* [Problem to work on] Nothing is to be left out: repeat every entry exactly as given.

* [Input records]
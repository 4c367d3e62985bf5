// SPDX-License-Identifier: Apache-2.0

use crate::token::{IgnorePair, TokenPair};

/// Which part of a delimiter definition was rejected
#[derive(Debug, Clone, Copy, PartialEq, Eq)]
pub enum Slot {
    Name,
    Open,
    Close,
    Start,
    End,
}

/// Errors that can occur while building a [`Registry`](crate::Registry).
///
/// Indices refer to positions in the order the pairs were supplied.
#[derive(Debug, Clone, PartialEq, Eq)]
pub enum ConfigError {
    /// A token pair has an empty name, opening or closing delimiter.
    EmptyDelimiter {
        index: usize,
        pair: TokenPair,
        slot: Slot,
    },
    /// An ignore pair has an empty start or end delimiter.
    EmptyIgnoreDelimiter {
        index: usize,
        ignore: IgnorePair,
        slot: Slot,
    },
    /// Two token pairs use the same opening and closing delimiters.
    DuplicatePair {
        first: usize,
        second: usize,
        pair: TokenPair,
    },
    /// Two token pairs were registered under the same name.
    DuplicateName {
        first: usize,
        second: usize,
        pair: TokenPair,
    },
    /// Two ignore pairs use the same start and end delimiters.
    DuplicateIgnore {
        first: usize,
        second: usize,
        ignore: IgnorePair,
    },
}

impl core::fmt::Display for Slot {
    fn fmt(&self, f: &mut core::fmt::Formatter<'_>) -> core::fmt::Result {
        let s = match self {
            Slot::Name => "name",
            Slot::Open => "opening delimiter",
            Slot::Close => "closing delimiter",
            Slot::Start => "start delimiter",
            Slot::End => "end delimiter",
        };
        f.write_str(s)
    }
}

impl core::fmt::Display for ConfigError {
    fn fmt(&self, f: &mut core::fmt::Formatter<'_>) -> core::fmt::Result {
        match self {
            ConfigError::EmptyDelimiter { index, pair, slot } => write!(
                f,
                "token pair #{index} ({:?}) has an empty {slot}",
                pair.name()
            ),
            ConfigError::EmptyIgnoreDelimiter {
                index,
                ignore,
                slot,
            } => write!(
                f,
                "ignore pair #{index} ({:?} .. {:?}) has an empty {slot}",
                ignore.start(),
                ignore.end()
            ),
            ConfigError::DuplicatePair {
                first,
                second,
                pair,
            } => write!(
                f,
                "token pairs #{first} and #{second} both use {:?} .. {:?}",
                pair.open(),
                pair.close()
            ),
            ConfigError::DuplicateName {
                first,
                second,
                pair,
            } => write!(
                f,
                "token pairs #{first} and #{second} are both named {:?}",
                pair.name()
            ),
            ConfigError::DuplicateIgnore {
                first,
                second,
                ignore,
            } => write!(
                f,
                "ignore pairs #{first} and #{second} both use {:?} .. {:?}",
                ignore.start(),
                ignore.end()
            ),
        }
    }
}

impl core::error::Error for ConfigError {}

* [Task result]
repository 4c367d3e62985bf5
// SPDX-License-Identifier: Apache-2.0

use crate::token::{IgnorePair, TokenPair};

/// Which part of a delimiter definition was rejected
#[derive(Debug, Clone, Copy, PartialEq, Eq)]
pub enum Slot {
    Name,
    Open,
    Close,
    Start,
    End,
}

/// Errors that can occur while building a [`Registry`](crate::Registry).
///
/// Indices refer to positions in the order the pairs were supplied.
#[derive(Debug, Clone, PartialEq, Eq)]
pub enum ConfigError {
    /// A token pair has an empty name, opening or closing delimiter.
    EmptyDelimiter {
        index: usize,
        pair: TokenPair,
        slot: Slot,
    },
    /// An ignore pair has an empty start or end delimiter.
    EmptyIgnoreDelimiter {
        index: usize,
        ignore: IgnorePair,
        slot: Slot,
    },
    /// Two token pairs use the same opening and closing delimiters.
    DuplicatePair {
        first: usize,
        second: usize,
        pair: TokenPair,
    },
    /// Two token pairs were registered under the same name.
    DuplicateName {
        first: usize,
        second: usize,
        pair: TokenPair,
    },
    /// Two ignore pairs use the same start and end delimiters.
    DuplicateIgnore {
        first: usize,
        second: usize,
        ignore: IgnorePair,
    },
}

impl core::fmt::Display for Slot {
    fn fmt(&self, f: &mut core::fmt::Formatter<'_>) -> core::fmt::Result {
        let s = match self {
            Slot::Name => "name",
            Slot::Open => "opening delimiter",
            Slot::Close => "closing delimiter",
            Slot::Start => "start delimiter",
            Slot::End => "end delimiter",
        };
        f.write_str(s)
    }
}

impl core::fmt::Display for ConfigError {
    fn fmt(&self, f: &mut core::fmt::Formatter<'_>) -> core::fmt::Result {
        match self {
            ConfigError::EmptyDelimiter { index, pair, slot } => write!(
                f,
                "token pair #{index} ({:?}) has an empty {slot}",
                pair.name()
            ),
            ConfigError::EmptyIgnoreDelimiter {
                index,
                ignore,
                slot,
            } => write!(
                f,
                "ignore pair #{index} ({:?} .. {:?}) has an empty {slot}",
                ignore.start(),
                ignore.end()
            ),
            ConfigError::DuplicatePair {
                first,
                second,
                pair,
            } => write!(
                f,
                "token pairs #{first} and #{second} both use {:?} .. {:?}",
                pair.open(),
                pair.close()
            ),
            ConfigError::DuplicateName {
                first,
                second,
                pair,
            } => write!(
                f,
                "token pairs #{first} and #{second} are both named {:?}",
                pair.name()
            ),
            ConfigError::DuplicateIgnore {
                first,
                second,
                ignore,
            } => write!(
                f,
                "ignore pairs #{first} and #{second} both use {:?} .. {:?}",
                ignore.start(),
                ignore.end()
            ),
        }
    }
}

impl core::error::Error for ConfigError {}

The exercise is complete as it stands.